Cet éclairage est essentiel pour mesurer le cynisme avec lequel  le  gouvernement traite les deux mille salarié-e-s de la compagnie maritime Corse-Méditerranée.
Il y a un an, en décembre 2013, après quinze jours de grève, les salarié-e-s emmené-e-s par le syndicat CGT de la compagnie, arrachaient un engagement du gouvernement sur le maintien – et même le développement ! – de la compagnie. C’était l’heure des promesses pré-électorales, le moment aussi où le gouvernement annonçait un « Plan d’Urgence » pour Marseille, siège de la compagnie et port d’attache de ses navires. Presque un an après, la trahison est d’autant plus violente pour les salarié-e-s et  les militant-e-s.
Frédéric Alpozzo, secrétaire général du syndicat CGT des marins de Marseille, représentant des salarié-e-s au conseil de surveillance de la SNCM, déclare que l’Etat, en tant qu’actionnaire majoritaire, se comporte aujourd’hui « comme un patron voyou en cherchant, au travers du dépôt de bilan, à vendre la compagnie par morceaux au plus offrant ».
Pour lui « malheureusement le dossier de la SNCM est le révélateur de la politique du gouvernement.

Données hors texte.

use crate::error::{OverlayError, Result};
use serde::{Deserialize, Serialize};
use std::path::Path;
use tracing::debug;

/// Dispatcher settings, usually read from a TOML file.
///
/// ```toml
/// record_events = true
/// event_log_capacity = 1024
/// unbounded_event_log = false
/// warn_on_conflicting_masks = true
/// ```
#[derive(Debug, Clone, PartialEq, Eq, Serialize, Deserialize)]
#[serde(default)]
pub struct OverlayConfig {
    /// Keep an [`EventLog`](crate::event_log::EventLog) of dispatched events
    pub record_events: bool,
    /// Maximum number of records kept, oldest dropped first
    pub event_log_capacity: usize,
    /// Keep every record and ignore `event_log_capacity`
    pub unbounded_event_log: bool,
    /// Log a warning when a notification allows and denies the same bit
    pub warn_on_conflicting_masks: bool,
}

impl Default for OverlayConfig {
    fn default() -> Self {
        Self {
            record_events: true,
            event_log_capacity: 1024,
            unbounded_event_log: false,
            warn_on_conflicting_masks: true,
        }
    }
}

impl OverlayConfig {
    pub fn from_toml_str(content: &str) -> Result<Self> {
        let config: OverlayConfig = toml::from_str(content)?;
        config.validate()?;
        Ok(config)
    }

    pub fn from_file(path: impl AsRef<Path>) -> Result<Self> {
        let path = path.as_ref();
        debug!("Loading overlay config from {}", path.display());
        let content = std::fs::read_to_string(path)?;
        Self::from_toml_str(&content)
    }

    fn validate(&self) -> Result<()> {
        if self.record_events && !self.unbounded_event_log && self.event_log_capacity == 0 {
            return Err(OverlayError::Config(
                "event_log_capacity must be positive for a bounded event log".to_string(),
            ));
        }
        Ok(())
    }
}

#[cfg(test)]
mod tests {
    use super::*;
    use std::io::Write;
    use tempfile::NamedTempFile;

    #[test]
    fn test_defaults_for_missing_keys() {
        let config = OverlayConfig::from_toml_str("warn_on_conflicting_masks = false").unwrap();
        assert!(config.record_events);
        assert_eq!(config.event_log_capacity, 1024);
        assert!(!config.unbounded_event_log);
        assert!(!config.warn_on_conflicting_masks);
    }

    #[test]
    fn test_unbounded_event_log() {
        let config = OverlayConfig::from_toml_str("unbounded_event_log = true").unwrap();
        assert!(config.unbounded_event_log);

        let zero = "unbounded_event_log = true\nevent_log_capacity = 0";
        assert!(OverlayConfig::from_toml_str(zero).is_ok());
    }

    #[test]
    fn test_zero_capacity_rejected() {
        let err = OverlayConfig::from_toml_str("event_log_capacity = 0").unwrap_err();
        assert!(matches!(err, OverlayError::Config(_)));

        let ok = OverlayConfig::from_toml_str("record_events = false\nevent_log_capacity = 0");
        assert!(ok.is_ok());
    }

    #[test]
    fn test_invalid_toml() {
        let err = OverlayConfig::from_toml_str("record_events = \"yes\"").unwrap_err();
        assert!(matches!(err, OverlayError::Toml(_)));
    }

    #[test]
    fn test_from_file() {
        let mut file = NamedTempFile::new().unwrap();
        writeln!(file, "event_log_capacity = 16").unwrap();

        let config = OverlayConfig::from_file(file.path()).unwrap();
        assert_eq!(config.event_log_capacity, 16);

        let missing = OverlayConfig::from_file(file.path().with_extension("missing"));
        assert!(matches!(missing, Err(OverlayError::Io(_))));
    }
}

Il y a encore six mois, il s’engageait à renouveler les navires aux chantiers de St-Nazaire ». L’accord, intervenant après plus d’un an et demi  d’efforts de productivité demandés aux salarié-e-s, incluait un « pacte social » en contrepartie d’engagements sur l’emploi et l’investissement industriel des actionnaires et de l’Etat pour pérenniser la compagnie.

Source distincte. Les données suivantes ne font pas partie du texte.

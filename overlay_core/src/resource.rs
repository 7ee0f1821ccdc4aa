//! Resources that carry permission overlays.

use serde::{Deserialize, Serialize};
use std::fmt;
use std::sync::Arc;
use uuid::Uuid;

#[derive(Debug, Clone, Copy, PartialEq, Eq, Hash, Serialize, Deserialize)]
#[serde(rename_all = "snake_case")]
pub enum ResourceKind {
    Category,
    Text,
    Voice,
    Store,
}

impl fmt::Display for ResourceKind {
    fn fmt(&self, f: &mut fmt::Formatter<'_>) -> fmt::Result {
        match self {
            Self::Category => write!(f, "category"),
            Self::Text => write!(f, "text channel"),
            Self::Voice => write!(f, "voice channel"),
            Self::Store => write!(f, "store channel"),
        }
    }
}

/// A channel or category overlays can be attached to.
pub trait Resource: fmt::Debug {
    fn id(&self) -> Uuid;

    fn name(&self) -> &str;

    fn kind(&self) -> ResourceKind;

    /// The category this resource sits in, if any.
    fn parent_id(&self) -> Option<Uuid> {
        None
    }
}

impl<R: Resource + ?Sized> Resource for Arc<R> {
    fn id(&self) -> Uuid {
        (**self).id()
    }

    fn name(&self) -> &str {
        (**self).name()
    }

    fn kind(&self) -> ResourceKind {
        (**self).kind()
    }

    fn parent_id(&self) -> Option<Uuid> {
        (**self).parent_id()
    }
}

#[derive(Debug, Clone, PartialEq, Eq, Serialize, Deserialize)]
pub struct Category {
    pub id: Uuid,
    pub name: String,
    #[serde(default)]
    pub position: i32,
}

impl Category {
    pub fn new(id: Uuid, name: impl Into<String>) -> Self {
        Self {
            id,
            name: name.into(),
            position: 0,
        }
    }
}

impl Resource for Category {
    fn id(&self) -> Uuid {
        self.id
    }

    fn name(&self) -> &str {
        &self.name
    }

    fn kind(&self) -> ResourceKind {
        ResourceKind::Category
    }
}

#[derive(Debug, Clone, PartialEq, Eq, Serialize, Deserialize)]
pub struct TextChannel {
    pub id: Uuid,
    pub name: String,
    #[serde(default)]
    pub parent_id: Option<Uuid>,
    #[serde(default)]
    pub topic: Option<String>,
}

#[derive(Debug, Clone, PartialEq, Eq, Serialize, Deserialize)]
pub struct VoiceChannel {
    pub id: Uuid,
    pub name: String,
    #[serde(default)]
    pub parent_id: Option<Uuid>,
    #[serde(default = "default_bitrate")]
    pub bitrate: u32,
}

fn default_bitrate() -> u32 {
    64_000
}

#[derive(Debug, Clone, PartialEq, Eq, Serialize, Deserialize)]
pub struct StoreChannel {
    pub id: Uuid,
    pub name: String,
    #[serde(default)]
    pub parent_id: Option<Uuid>,
}

macro_rules! channel_resource {
    ($ty:ident, $kind:expr) => {
        impl $ty {
            /// Create a channel outside any category
            pub fn new(id: Uuid, name: impl Into<String>) -> Self {
                Self {
                    id,
                    name: name.into(),
                    ..Default::default()
                }
            }

            pub fn in_category(mut self, category_id: Uuid) -> Self {
                self.parent_id = Some(category_id);
                self
            }
        }

        impl Resource for $ty {
            fn id(&self) -> Uuid {
                self.id
            }

            fn name(&self) -> &str {
                &self.name
            }

            fn kind(&self) -> ResourceKind {
                $kind
            }

            fn parent_id(&self) -> Option<Uuid> {
                self.parent_id
            }
        }
    };
}

impl Default for TextChannel {
    fn default() -> Self {
        Self {
            id: Uuid::nil(),
            name: String::new(),
            parent_id: None,
            topic: None,
        }
    }
}

impl Default for VoiceChannel {
    fn default() -> Self {
        Self {
            id: Uuid::nil(),
            name: String::new(),
            parent_id: None,
            bitrate: default_bitrate(),
        }
    }
}

impl Default for StoreChannel {
    fn default() -> Self {
        Self {
            id: Uuid::nil(),
            name: String::new(),
            parent_id: None,
        }
    }
}

channel_resource!(TextChannel, ResourceKind::Text);
channel_resource!(VoiceChannel, ResourceKind::Voice);
channel_resource!(StoreChannel, ResourceKind::Store);

/// Any resource kind, for callers that handle them uniformly.
#[derive(Debug, Clone, PartialEq, Eq, Serialize, Deserialize)]
#[serde(tag = "kind", rename_all = "snake_case")]
pub enum AnyResource {
    Category(Category),
    Text(TextChannel),
    Voice(VoiceChannel),
    Store(StoreChannel),
}

impl AnyResource {
    fn inner(&self) -> &dyn Resource {
        match self {
            AnyResource::Category(category) => category,
            AnyResource::Text(channel) => channel,
            AnyResource::Voice(channel) => channel,
            AnyResource::Store(channel) => channel,
        }
    }
}

impl Resource for AnyResource {
    fn id(&self) -> Uuid {
        self.inner().id()
    }

    fn name(&self) -> &str {
        self.inner().name()
    }

    fn kind(&self) -> ResourceKind {
        self.inner().kind()
    }

    fn parent_id(&self) -> Option<Uuid> {
        self.inner().parent_id()
    }
}

impl From<Category> for AnyResource {
    fn from(category: Category) -> Self {
        AnyResource::Category(category)
    }
}

impl From<TextChannel> for AnyResource {
    fn from(channel: TextChannel) -> Self {
        AnyResource::Text(channel)
    }
}

impl From<VoiceChannel> for AnyResource {
    fn from(channel: VoiceChannel) -> Self {
        AnyResource::Voice(channel)
    }
}

impl From<StoreChannel> for AnyResource {
    fn from(channel: StoreChannel) -> Self {
        AnyResource::Store(channel)
    }
}
//! Applying overlay notifications and emitting change events.
//!
//! [`OverlayDispatcher`] owns the overlays it has seen and is their only
//! mutator. For an update it captures the previous masks and stores the new
//! ones in one step, then builds the [`OverlayUpdate`] from the result.

use crate::config::OverlayConfig;
use crate::error::{OverlayError, Result};
use crate::event_log::{ChangeKind, EventLog, OverlayRecord};
use crate::events::{EventMetadata, OverlayEvent, OverlayUpdate};
use crate::overlay::{Holder, PermissionOverlay};
use crate::resource::{AnyResource, Resource};
use serde::{Deserialize, Serialize};
use std::collections::hash_map::Entry;
use std::collections::HashMap;
use std::sync::{Mutex, MutexGuard, PoisonError};
use tracing::{debug, info, warn};
use uuid::Uuid;

/// Outcome of applying a notification.
#[derive(Debug, Clone)]
pub enum Notification<R> {
    Created(OverlayEvent<R>),
    Updated(OverlayUpdate<R>),
    Deleted(OverlayEvent<R>),
}

impl<R: Resource> Notification<R> {
    pub fn kind(&self) -> ChangeKind {
        match self {
            Notification::Created(_) => ChangeKind::Created,
            Notification::Updated(_) => ChangeKind::Updated,
            Notification::Deleted(_) => ChangeKind::Deleted,
        }
    }

    /// The generic event view, whatever the change
    pub fn event(&self) -> &OverlayEvent<R> {
        match self {
            Notification::Created(event) | Notification::Deleted(event) => event,
            Notification::Updated(update) => update.event(),
        }
    }

    pub fn as_update(&self) -> Option<&OverlayUpdate<R>> {
        match self {
            Notification::Updated(update) => Some(update),
            _ => None,
        }
    }

    pub fn record(&self) -> OverlayRecord {
        match self {
            Notification::Created(event) => OverlayRecord::created(event),
            Notification::Updated(update) => OverlayRecord::updated(update),
            Notification::Deleted(event) => OverlayRecord::deleted(event),
        }
    }
}

/// A raw overlay change as delivered by a gateway.
#[derive(Debug, Clone, PartialEq, Eq, Serialize, Deserialize)]
#[serde(tag = "action", rename_all = "snake_case")]
pub enum ChangeNotification {
    Create {
        resource: AnyResource,
        holder: Holder,
        #[serde(default)]
        allow: u64,
        #[serde(default)]
        deny: u64,
        #[serde(default)]
        correlation_id: Option<Uuid>,
    },
    Update {
        resource: AnyResource,
        holder: Holder,
        #[serde(default)]
        allow: u64,
        #[serde(default)]
        deny: u64,
        #[serde(default)]
        correlation_id: Option<Uuid>,
    },
    Delete {
        resource: AnyResource,
        holder: Holder,
        #[serde(default)]
        correlation_id: Option<Uuid>,
    },
}

impl ChangeNotification {
    /// Sender-supplied id copied into the resulting event's metadata
    pub fn correlation_id(&self) -> Option<Uuid> {
        match self {
            ChangeNotification::Create { correlation_id, .. }
            | ChangeNotification::Update { correlation_id, .. }
            | ChangeNotification::Delete { correlation_id, .. } => *correlation_id,
        }
    }
}

type OverlayKey = (Uuid, Holder);
type OverlayMap = HashMap<OverlayKey, PermissionOverlay>;

/// Stores overlays and turns notifications into events.
///
/// Each notification is applied while holding the overlay map, so the
/// lookup, the mask swap and the log append for one change never interleave
/// with another change.
#[derive(Debug)]
pub struct OverlayDispatcher {
    overlays: Mutex<OverlayMap>,
    log: Option<EventLog>,
    config: OverlayConfig,
}

impl OverlayDispatcher {
    pub fn new() -> Self {
        Self::with_config(OverlayConfig::default())
    }

    pub fn with_config(config: OverlayConfig) -> Self {
        let log = if !config.record_events {
            None
        } else if config.unbounded_event_log {
            Some(EventLog::new())
        } else {
            Some(EventLog::with_max_size(config.event_log_capacity))
        };
        debug!(?config, "Creating overlay dispatcher");

        Self {
            overlays: Mutex::new(HashMap::new()),
            log,
            config,
        }
    }

    pub fn config(&self) -> &OverlayConfig {
        &self.config
    }

    pub fn event_log(&self) -> Option<&EventLog> {
        self.log.as_ref()
    }

    fn overlays(&self) -> MutexGuard<'_, OverlayMap> {
        // Entries are inserted and removed whole, so the map is consistent even after a panic.
        self.overlays.lock().unwrap_or_else(PoisonError::into_inner)
    }

    pub fn get(&self, resource_id: Uuid, holder: Holder) -> Option<PermissionOverlay> {
        self.overlays().get(&(resource_id, holder)).cloned()
    }

    /// Overlays on one resource, ordered by holder
    pub fn overlays_for(&self, resource_id: Uuid) -> Vec<PermissionOverlay> {
        let mut found: Vec<_> = self
            .overlays()
            .iter()
            .filter(|((id, _), _)| *id == resource_id)
            .map(|(_, overlay)| overlay.clone())
            .collect();
        found.sort_by_key(|overlay| overlay.holder());
        found
    }

    pub fn len(&self) -> usize {
        self.overlays().len()
    }

    pub fn is_empty(&self) -> bool {
        self.len() == 0
    }

    fn check_masks(&self, resource_id: Uuid, holder: Holder, allow: u64, deny: u64) {
        let conflicting = allow & deny;
        if conflicting != 0 && self.config.warn_on_conflicting_masks {
            warn!(
                %resource_id,
                %holder,
                conflicting,
                "Overlay both allows and denies the same bits"
            );
        }
    }

    fn record(&self, record: OverlayRecord) {
        if let Some(log) = &self.log {
            log.append(record);
        }
    }

    /// An overlay appeared on `resource`.
    ///
    /// A create for an overlay that already exists is applied as an update.
    pub fn on_create<R: Resource>(
        &self,
        resource: R,
        holder: Holder,
        allow: u64,
        deny: u64,
    ) -> Notification<R> {
        self.create(resource, holder, allow, deny, EventMetadata::default())
    }

    /// An existing overlay changed.
    pub fn on_update<R: Resource>(
        &self,
        resource: R,
        holder: Holder,
        allow: u64,
        deny: u64,
    ) -> Result<OverlayUpdate<R>> {
        self.update(resource, holder, allow, deny, EventMetadata::default())
    }

    /// An overlay was removed from `resource`.
    pub fn on_delete<R: Resource>(&self, resource: R, holder: Holder) -> Result<OverlayEvent<R>> {
        self.delete(resource, holder, EventMetadata::default())
    }

    fn create<R: Resource>(
        &self,
        resource: R,
        holder: Holder,
        allow: u64,
        deny: u64,
        metadata: EventMetadata,
    ) -> Notification<R> {
        let resource_id = resource.id();
        self.check_masks(resource_id, holder, allow, deny);

        let mut overlays = self.overlays();
        match overlays.entry((resource_id, holder)) {
            Entry::Occupied(entry) => {
                let overlay = entry.get().clone();
                let metadata = metadata.with_note("requested", "create");
                Notification::Updated(self.apply_update(resource, overlay, allow, deny, metadata))
            }
            Entry::Vacant(entry) => {
                let overlay = PermissionOverlay::new(resource_id, holder, allow, deny);
                entry.insert(overlay.clone());
                debug!(%resource_id, %holder, allow, deny, "Overlay created");

                let event = OverlayEvent::with_metadata(resource, overlay, metadata);
                self.record(OverlayRecord::created(&event));
                Notification::Created(event)
            }
        }
    }

    fn update<R: Resource>(
        &self,
        resource: R,
        holder: Holder,
        allow: u64,
        deny: u64,
        metadata: EventMetadata,
    ) -> Result<OverlayUpdate<R>> {
        let resource_id = resource.id();
        self.check_masks(resource_id, holder, allow, deny);

        let overlays = self.overlays();
        let overlay = overlays
            .get(&(resource_id, holder))
            .cloned()
            .ok_or(OverlayError::OverlayNotFound {
                resource_id,
                holder,
            })?;
        Ok(self.apply_update(resource, overlay, allow, deny, metadata))
    }

    /// Swap the masks and emit the update. Callers hold the overlay map.
    fn apply_update<R: Resource>(
        &self,
        resource: R,
        overlay: PermissionOverlay,
        allow: u64,
        deny: u64,
        metadata: EventMetadata,
    ) -> OverlayUpdate<R> {
        let old = overlay.replace_masks(allow, deny);
        debug!(
            resource_id = %overlay.resource_id(),
            holder = %overlay.holder(),
            old_allow = old.allow,
            old_deny = old.deny,
            allow,
            deny,
            "Overlay updated"
        );

        let update = OverlayUpdate::with_metadata(resource, overlay, old.allow, old.deny, metadata);
        self.record(OverlayRecord::updated(&update));
        update
    }

    fn delete<R: Resource>(
        &self,
        resource: R,
        holder: Holder,
        metadata: EventMetadata,
    ) -> Result<OverlayEvent<R>> {
        let resource_id = resource.id();
        let mut overlays = self.overlays();
        let overlay = overlays
            .remove(&(resource_id, holder))
            .ok_or(OverlayError::OverlayNotFound {
                resource_id,
                holder,
            })?;

        debug!(%resource_id, %holder, "Overlay deleted");
        let event = OverlayEvent::with_metadata(resource, overlay, metadata);
        self.record(OverlayRecord::deleted(&event));
        Ok(event)
    }

    /// Drop every overlay of a deleted resource, returning how many were removed.
    ///
    /// No events are emitted; the resource deletion itself is the notification.
    pub fn on_resource_deleted(&self, resource_id: Uuid) -> usize {
        let mut overlays = self.overlays();
        let before = overlays.len();
        overlays.retain(|(id, _), _| *id != resource_id);
        let removed = before - overlays.len();
        info!(%resource_id, removed, "Resource deleted, dropped its overlays");
        removed
    }

    /// Apply a raw notification, carrying its correlation id into the event.
    pub fn dispatch(&self, notification: ChangeNotification) -> Result<Notification<AnyResource>> {
        let metadata = EventMetadata::new(notification.correlation_id());
        match notification {
            ChangeNotification::Create {
                resource,
                holder,
                allow,
                deny,
                ..
            } => Ok(self.create(resource, holder, allow, deny, metadata)),
            ChangeNotification::Update {
                resource,
                holder,
                allow,
                deny,
                ..
            } => self
                .update(resource, holder, allow, deny, metadata)
                .map(Notification::Updated),
            ChangeNotification::Delete {
                resource, holder, ..
            } => self
                .delete(resource, holder, metadata)
                .map(Notification::Deleted),
        }
    }
}

impl Default for OverlayDispatcher {
    fn default() -> Self {
        Self::new()
    }
}

#[cfg(test)]
mod tests;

Frédéric Alpozzo rappelle également que « le gouvernement s’était aussi engagé à légiférer pour interdire le recours au détachement de travailleurs dans la marine marchande sur les lignes régulières en France ». Il s’agissait bien sûr de rétablir un contexte de « concurrence équitable » avec la Corsica Ferries, compagnie italienne low coast, qui bénéficie comme la SNCM des subventions publiques au titre de la délégation de service public pour la continuité territoriale avec la Corse, sans pourtant se soumettre aux règles du « pavillon français » en matière de salaires et également de droit social et fiscal. « En l’occurrence, explique Frédéric Alpozzo, le pavillon international italien dont bénéficie la Corsica l’exonère de toute cotisation sociale en France et, comble de tout, il lui permet de bénéficier d’aides publiques de l’Etat italien. Face à cela, ce que nous avions proposé, c’était d’imposer que l’employeur ait l’obligation de conclure des contrats de travail de droit français, plus protecteur pour les salariés. C’est ce qui avait été engagé au nom du gouvernement par Frédéric Cuvillier…».

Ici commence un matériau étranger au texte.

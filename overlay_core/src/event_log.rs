use crate::events::{EventMetadata, OverlayEvent, OverlayUpdate};
use crate::overlay::{Holder, OverlayMasks};
use crate::resource::{Resource, ResourceKind};
use chrono::{DateTime, Utc};
use serde::{Deserialize, Serialize};
use std::collections::VecDeque;
use std::fmt;
use std::sync::{Arc, Mutex, MutexGuard, PoisonError};
use uuid::Uuid;

#[derive(Debug, Clone, Copy, PartialEq, Eq, Hash, Serialize, Deserialize)]
#[serde(rename_all = "snake_case")]
pub enum ChangeKind {
    Created,
    Updated,
    Deleted,
}

impl fmt::Display for ChangeKind {
    fn fmt(&self, f: &mut fmt::Formatter<'_>) -> fmt::Result {
        match self {
            Self::Created => write!(f, "created"),
            Self::Updated => write!(f, "updated"),
            Self::Deleted => write!(f, "deleted"),
        }
    }
}

/// A serializable summary of one overlay event.
#[derive(Debug, Clone, PartialEq, Serialize, Deserialize)]
pub struct OverlayRecord {
    pub event_id: Uuid,
    pub timestamp: DateTime<Utc>,
    pub change: ChangeKind,
    pub resource_id: Uuid,
    pub resource_kind: ResourceKind,
    pub holder: Holder,
    /// Carried over from the notification that caused the event
    #[serde(default)]
    pub correlation_id: Option<Uuid>,
    /// Masks before the change; absent for creations
    pub old: Option<OverlayMasks>,
    /// Masks after the change; absent for deletions
    pub new: Option<OverlayMasks>,
}

impl OverlayRecord {
    fn from_event<R: Resource>(
        change: ChangeKind,
        event: &OverlayEvent<R>,
        old: Option<OverlayMasks>,
        new: Option<OverlayMasks>,
    ) -> Self {
        let metadata: &EventMetadata = event.metadata();
        Self {
            event_id: metadata.event_id,
            timestamp: metadata.timestamp,
            change,
            resource_id: event.resource().id(),
            resource_kind: event.resource().kind(),
            holder: event.holder(),
            correlation_id: metadata.correlation_id,
            old,
            new,
        }
    }

    pub fn created<R: Resource>(event: &OverlayEvent<R>) -> Self {
        let masks = event.permission_overlay().masks();
        Self::from_event(ChangeKind::Created, event, None, Some(masks))
    }

    pub fn updated<R: Resource>(update: &OverlayUpdate<R>) -> Self {
        let masks = update.permission_overlay().masks();
        Self::from_event(
            ChangeKind::Updated,
            update.event(),
            Some(update.old_masks()),
            Some(masks),
        )
    }

    /// The overlay's last masks become the old state.
    pub fn deleted<R: Resource>(event: &OverlayEvent<R>) -> Self {
        let masks = event.permission_overlay().masks();
        Self::from_event(ChangeKind::Deleted, event, Some(masks), None)
    }
}

impl fmt::Display for OverlayRecord {
    fn fmt(&self, f: &mut fmt::Formatter<'_>) -> fmt::Result {
        write!(
            f,
            "[{}] {} overlay for {} on {} {}",
            self.timestamp, self.change, self.holder, self.resource_kind, self.resource_id
        )
    }
}

/// Thread-safe, optionally bounded record of overlay events.
///
/// When bounded, the oldest record is dropped to make room.
#[derive(Debug, Clone)]
pub struct EventLog {
    records: Arc<Mutex<VecDeque<OverlayRecord>>>,
    max_size: Option<usize>,
}

impl EventLog {
    pub fn new() -> Self {
        Self {
            records: Arc::new(Mutex::new(VecDeque::new())),
            max_size: None,
        }
    }

    pub fn with_max_size(max_size: usize) -> Self {
        Self {
            records: Arc::new(Mutex::new(VecDeque::with_capacity(max_size))),
            max_size: Some(max_size),
        }
    }

    /// Capacity of a bounded log
    pub fn max_size(&self) -> Option<usize> {
        self.max_size
    }

    fn records(&self) -> MutexGuard<'_, VecDeque<OverlayRecord>> {
        // Records are pushed and popped whole, so a poisoned queue is still consistent.
        self.records.lock().unwrap_or_else(PoisonError::into_inner)
    }

    pub fn append(&self, record: OverlayRecord) {
        let mut records = self.records();
        if let Some(max) = self.max_size {
            if max == 0 {
                return;
            }
            while records.len() >= max {
                records.pop_front();
            }
        }
        records.push_back(record);
    }

    /// All records, oldest first
    pub fn all(&self) -> Vec<OverlayRecord> {
        self.records().iter().cloned().collect()
    }

    pub fn for_resource(&self, resource_id: Uuid) -> Vec<OverlayRecord> {
        self.records()
            .iter()
            .filter(|r| r.resource_id == resource_id)
            .cloned()
            .collect()
    }

    pub fn len(&self) -> usize {
        self.records().len()
    }

    pub fn is_empty(&self) -> bool {
        self.len() == 0
    }
}

impl Default for EventLog {
    fn default() -> Self {
        Self::new()
    }
}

Aujourd’hui, le moins qu’on puisse dire c’est que l’Etat et le gouvernement sont aux abonnés absents sur le dossier de la SNCM, ce qui n’est pas étonnant puisqu’à son sujet comme sur d’autres dossiers, il a pratiqué le mensonge au plus haut niveau. Mais Frédéric Alpozzo interpelle également le Parlement « puisque la Caisse des dépôts est contrôlée par le Parlement, conformément à ses statut, et on voit qu’elle n’est en rien saisie par les députés de ce dossier pour lui imposer de jouer son rôle d’actionnaire d’intérêt général, et d’arrêter la gravissime mise à mort de la SNCM, avec plus de deux mille emplois concernés – et les emplois induits ! – aussi bien en Corse que sur le continent ».
Avec  la décision du tribunal de commerce vendredi 14 novembre, les salarié-e-s de la SNCM ont obtenu un sursis qu’il faut mettre à profit pour amplifier la mobilisation citoyenne à leurs côtés et exiger de l’Etat qu’il prenne ses responsabilités. C’est ce qu’ils ont exprimés samedi 15 novembre au carrefour des luttes qui s’est tenu l’usine occupée des Moulins Maurel dans le cadre de la mobilisation départementale 3A.